Transaction authorization 

After you make a payment, the payment processor checks the details you provided through the payment gateway. Then, it shares this info with the acquiring bank, which checks with the card network to make sure everything's legit and approves the transaction.

Issuing-bank verification 

Once the card network knows you want to buy something, it asks the issuing bank to verify your account and see if you have enough money or credit available. Your bank also looks for any potential risks. Based on this, your bank decides whether to proceed with the purchase.

Payment authorization response

Your bank quickly sends back a response—either a thumbs-up (approved) or a thumbs-down (declined)—through the card network to the acquiring bank. This information then goes back through the payment processor and reaches the gateway, which tells the business's system whether your purchase is good to go or not.

Billing process completed 

If all is good and your bank gives the green light, the business delivers the goods or services to you. But if the bank says no, the business might ask you to use another payment method.

Transaction settlement or reconciliation

At the end of the day, the business batches up all the approved transactions and sends them to the payment processor or acquiring bank for payment. The acquiring bank asks your bank (through the card network) for the money, and your bank transfers it.
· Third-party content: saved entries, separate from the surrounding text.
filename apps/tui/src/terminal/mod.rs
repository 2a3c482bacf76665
mod setup;

pub use setup::{cleanup_terminal_state, setup_terminal};
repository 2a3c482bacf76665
use crate::cli::CliArgs;
use crate::ui::widgets::popup::centered_rect;
use ratatui::layout::{Alignment, Rect};
use ratatui::style::{Color, Modifier, Style};
use ratatui::text::{Line as TextLine, Span, Text};
use ratatui::widgets::{Block, Borders, Clear, Paragraph, Wrap};
use ratatui::Frame;

pub fn render_help_popup(f: &mut Frame<'_>, area: Rect) {
    let popup_area = centered_rect(80, 80, area);
    f.render_widget(Clear, popup_area);

    let help_block = Block::default()
        .title("== Help & Keyboard Shortcuts ==")
        .title_style(
            Style::default()
                .fg(Color::Yellow)
                .add_modifier(Modifier::BOLD),
        )
        .borders(Borders::ALL)
        .border_style(Style::default().fg(Color::Yellow));

    let help_paragraph = Paragraph::new(Text::from(build_help_lines()))
        .block(help_block)
        .wrap(Wrap { trim: true });

    f.render_widget(help_paragraph, popup_area);

    let hint = Paragraph::new(TextLine::from(Span::styled(
        "Press F1 or Esc to close",
        Style::default().fg(Color::Gray),
    )))
    .alignment(Alignment::Center);

    let hint_area = Rect {
        x: popup_area.x,
        y: popup_area.y + popup_area.height.saturating_sub(2),
        width: popup_area.width,
        height: 1,
    };

    f.render_widget(hint, hint_area);
}

fn key_line(key: &'static str, action: &'static str) -> TextLine<'static> {
    TextLine::from(vec![
        Span::styled(
            format!("  {key}"),
            Style::default()
                .fg(Color::Yellow)
                .add_modifier(Modifier::BOLD),
        ),
        Span::raw(format!(" - {action}")),
    ])
}

fn heading(title: &'static str) -> TextLine<'static> {
    TextLine::from(Span::styled(
        title,
        Style::default().add_modifier(Modifier::BOLD),
    ))
}

fn build_help_lines() -> Vec<TextLine<'static>> {
    let mut lines = vec![
        TextLine::from(Span::styled(
            "World Bank Indicator Dashboard",
            Style::default()
                .fg(Color::Cyan)
                .add_modifier(Modifier::BOLD),
        )),
        TextLine::from(""),
        TextLine::from(
            "Charts world GDP growth, CO2 emissions and agricultural land, forwards questions to a chat backend and classifies audio clips.",
        ),
        TextLine::from(""),
        heading("Everywhere:"),
        key_line("Tab / Shift+Tab", "Next / previous screen"),
        key_line("F1", "Toggle this help popup"),
        key_line("F5", "Retry the last request on this screen"),
        key_line("F10", "Quit application"),
        TextLine::from(""),
        heading("API screen:"),
        key_line("←/→ or 1-3", "Switch indicator"),
        key_line("↑/↓ PgUp/PgDn Home/End", "Scroll the data table"),
        key_line("r", "Reload the current indicator"),
        key_line("q", "Quit application"),
        TextLine::from(""),
        heading("Chat and Classify screens:"),
        key_line("Enter", "Send prompt / upload file"),
        key_line("Backspace", "Delete a character"),
        key_line("Esc", "Clear the input"),
        TextLine::from(""),
        heading("CLI Options:"),
    ];

    let help_text = CliArgs::help_text();
    for line in help_text.lines() {
        if line.starts_with("Usage") || line.starts_with("Options") || line.trim().is_empty() {
            continue;
        }
        lines.push(TextLine::from(line.to_string()));
    }

    lines
}
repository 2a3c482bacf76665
use crate::app::App;
use econ_dash::{Indicator, Tab};
use ratatui::layout::Rect;
use ratatui::style::{Color, Modifier, Style};
use ratatui::text::{Line as TextLine, Span};
use ratatui::widgets::{Block, Borders, Tabs};
use ratatui::Frame;

const HIGHLIGHT: Color = Color::Rgb(0, 0, 238);

/// Bottom navigation between the three screens.
pub fn render_nav_tabs(app: &App, f: &mut Frame<'_>, area: Rect) {
    let titles = Tab::ALL
        .iter()
        .map(|tab| TextLine::from(tab.label()))
        .collect::<Vec<_>>();

    let tabs = Tabs::new(titles)
        .block(
            Block::default()
                .borders(Borders::ALL)
                .border_style(Style::default().fg(Color::DarkGray)),
        )
        .select(app.tab.index())
        .style(Style::default().fg(Color::Gray))
        .highlight_style(
            Style::default()
                .fg(Color::White)
                .bg(HIGHLIGHT)
                .add_modifier(Modifier::BOLD),
        )
        .divider(Span::raw("|"));

    f.render_widget(tabs, area);
}

pub fn render_indicator_tabs(app: &App, f: &mut Frame<'_>, area: Rect) {
    let titles = Indicator::ALL
        .iter()
        .enumerate()
        .map(|(i, indicator)| TextLine::from(format!("{} {}", i + 1, indicator.label())))
        .collect::<Vec<_>>();

    let tabs = Tabs::new(titles)
        .select(app.indicator.index())
        .style(Style::default().fg(Color::Gray))
        .highlight_style(Style::default().fg(HIGHLIGHT).add_modifier(Modifier::BOLD))
        .divider(Span::raw("|"));

    f.render_widget(tabs, area);
}
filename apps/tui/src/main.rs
mod app;
mod cli;
mod event;
mod terminal;
mod ui;

use app::{App, AppActions};
use clap::Parser;
use cli::CliArgs;
use color_eyre::Result;
use econ_dash::config::AppConfig;
use econ_dash::logging;
use tokio::sync::mpsc;
use tracing::{error, info};

#[tokio::main]
async fn main() -> Result<()> {
    // Setup error handling
    color_eyre::install()?;

    let args = CliArgs::parse();
    args.apply_env_overrides();

    let config = AppConfig::load()?;

    // Logging is best effort; the dashboard still works without a log file
    if let Err(e) = logging::init(&config.log_dir, args.debug) {
        if args.headless || !is_terminal() {
            eprintln!("Logging disabled: {e}");
        }
    }
    info!(?config, "configuration loaded");

    if args.headless || !is_terminal() {
        return event::run_headless(&config, args.indicator, args.json).await;
    }

    let (tx, mut rx) = mpsc::unbounded_channel();
    let actions = AppActions::new(&config, tx)?;
    let mut app = App::new(actions, args.indicator, config.chart_window);
    app.select_indicator(args.indicator);

    let mut terminal = terminal::setup_terminal()?;

    let result = event::run(&mut terminal, &mut app, &mut rx);

    terminal::cleanup_terminal_state(true, true);

    if let Err(e) = &result {
        error!("event loop exited with error: {e}");
    }
    result
}

// Check if we're running in a terminal
fn is_terminal() -> bool {
    atty::is(atty::Stream::Stdout)
}
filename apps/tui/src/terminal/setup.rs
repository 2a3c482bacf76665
use color_eyre::eyre::eyre;
use color_eyre::Result;
use crossterm::{
    cursor, execute,
    terminal::{disable_raw_mode, enable_raw_mode, EnterAlternateScreen, LeaveAlternateScreen},
};
use ratatui::{backend::CrosstermBackend, Terminal};
use std::io::{stdout, Stdout, Write};
use tracing::{debug, warn};

/// Raw mode, alternate screen and a hidden cursor. Undoes partial setup on failure.
pub fn setup_terminal() -> Result<Terminal<CrosstermBackend<Stdout>>> {
    let (width, height) = crossterm::terminal::size().unwrap_or((80, 24));
    debug!(width, height, "setting up terminal");

    enable_raw_mode().map_err(|e| eyre!("Failed to enable raw mode: {e}"))?;

    let mut stdout = stdout();
    if let Err(e) = execute!(stdout, EnterAlternateScreen) {
        let _ = disable_raw_mode();
        return Err(eyre!("Failed to enter alternate screen: {e}"));
    }

    let backend = CrosstermBackend::new(stdout);
    let mut terminal = match Terminal::new(backend) {
        Ok(term) => term,
        Err(e) => {
            let _ = execute!(std::io::stdout(), LeaveAlternateScreen);
            let _ = disable_raw_mode();
            return Err(eyre!("Failed to create terminal: {e}"));
        }
    };

    if let Err(e) = terminal.clear() {
        warn!("Failed to clear terminal: {e}");
    }

    if let Err(e) = execute!(std::io::stdout(), cursor::Hide) {
        warn!("Failed to hide cursor: {e}");
    }

    Ok(terminal)
}

/// Restore the terminal, continuing past individual failures
pub fn cleanup_terminal_state(raw_mode: bool, alternate_screen: bool) {
    let mut stdout_handle = stdout();

    if let Err(e) = execute!(stdout_handle, cursor::Show) {
        warn!("Failed to show cursor: {e}");
    }

    if alternate_screen {
        if let Err(e) = execute!(stdout_handle, LeaveAlternateScreen) {
            warn!("Failed to leave alternate screen: {e}");
        }
    }

    if raw_mode {
        if let Err(e) = disable_raw_mode() {
            warn!("Failed to disable raw mode: {e}");
        }
    }

    // Keep the shell prompt off the last drawn line
    let _ = execute!(stdout_handle, cursor::MoveToNextLine(1));
    let _ = stdout_handle.flush();

    debug!("terminal restored");
}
Then, the acquiring bank puts the cash in the business's account, usually within a few days.

Best-practice advice about payment processing for business

Implementing best practices in payment processing can really boost customer satisfaction, reduce fraud risks, and keep your business in line with industry rules. Plus, sticking to these practices helps you build efficient internal processes that save time and prevent mistakes. Here are some top payment-processing best practices for businesses:

Use a reliable and secure payment processing system

The first thing you're going to want to do is invest in a trustworthy retail POS or hospitality POS system that will keep your transactions safe and sound. Remember to keep your software and hardware updated. You need to be doing this regularly so that you stay ahead of any potential vulnerabilities that you come across. You'll also want to choose reputable payment processors and gateways known for their security and reliability.

Empower your business with PCI DSS knowledge 

Do you know much about Payment Card Industry Data Security Standard (PCI DSS) requirements? If you answered no to that question, we're here to let you know that you should and it's probably time to start familiarizing yourself with it. Following the standards will help you protect your customer's payment information and prevent data breaches. Stay in the know about PCI compliance and implement necessary measures to protect your sensitive data.

Monitor and enhance your payment security

Use fraud prevention tools and technologies to seek out and prevent fraudulent activities. You need to regularly review transactions for any suspicious activity and take immediate action when necessary. Maintain clear refund and chargeback policies to handle disputes effectively and protect your business interests.

Frequently asked questions about payment processing

How does online payment processing work? 

When you make a payment online, your payment info gets all locked up and sent safely to a payment gateway. This gateway then passes the info to a payment processor, which chats with your bank to make sure the payment's legit. Once it gets the thumbs-up, the money zooms into the merchant's account.

How do banks process payments?

Banks get the lowdown on transactions from merchants or payment processors. They check everything—like your account status and if you've got enough cash. Banks then chat with other banks in the mix (like the acquiring bank and card networks) to give the go-ahead and settle the payment. It's all about keeping things smooth and secure between accounts.

How long does payment processing take? 

Well, it depends. Credit and debit card payments? Usually quick, happening in seconds to a few minutes. But if you're doing a bank transfer or ACH payment, it might take 1-3 business days to wrap things up. Each situation's different, though, based on what payment method you're using and the banks involved.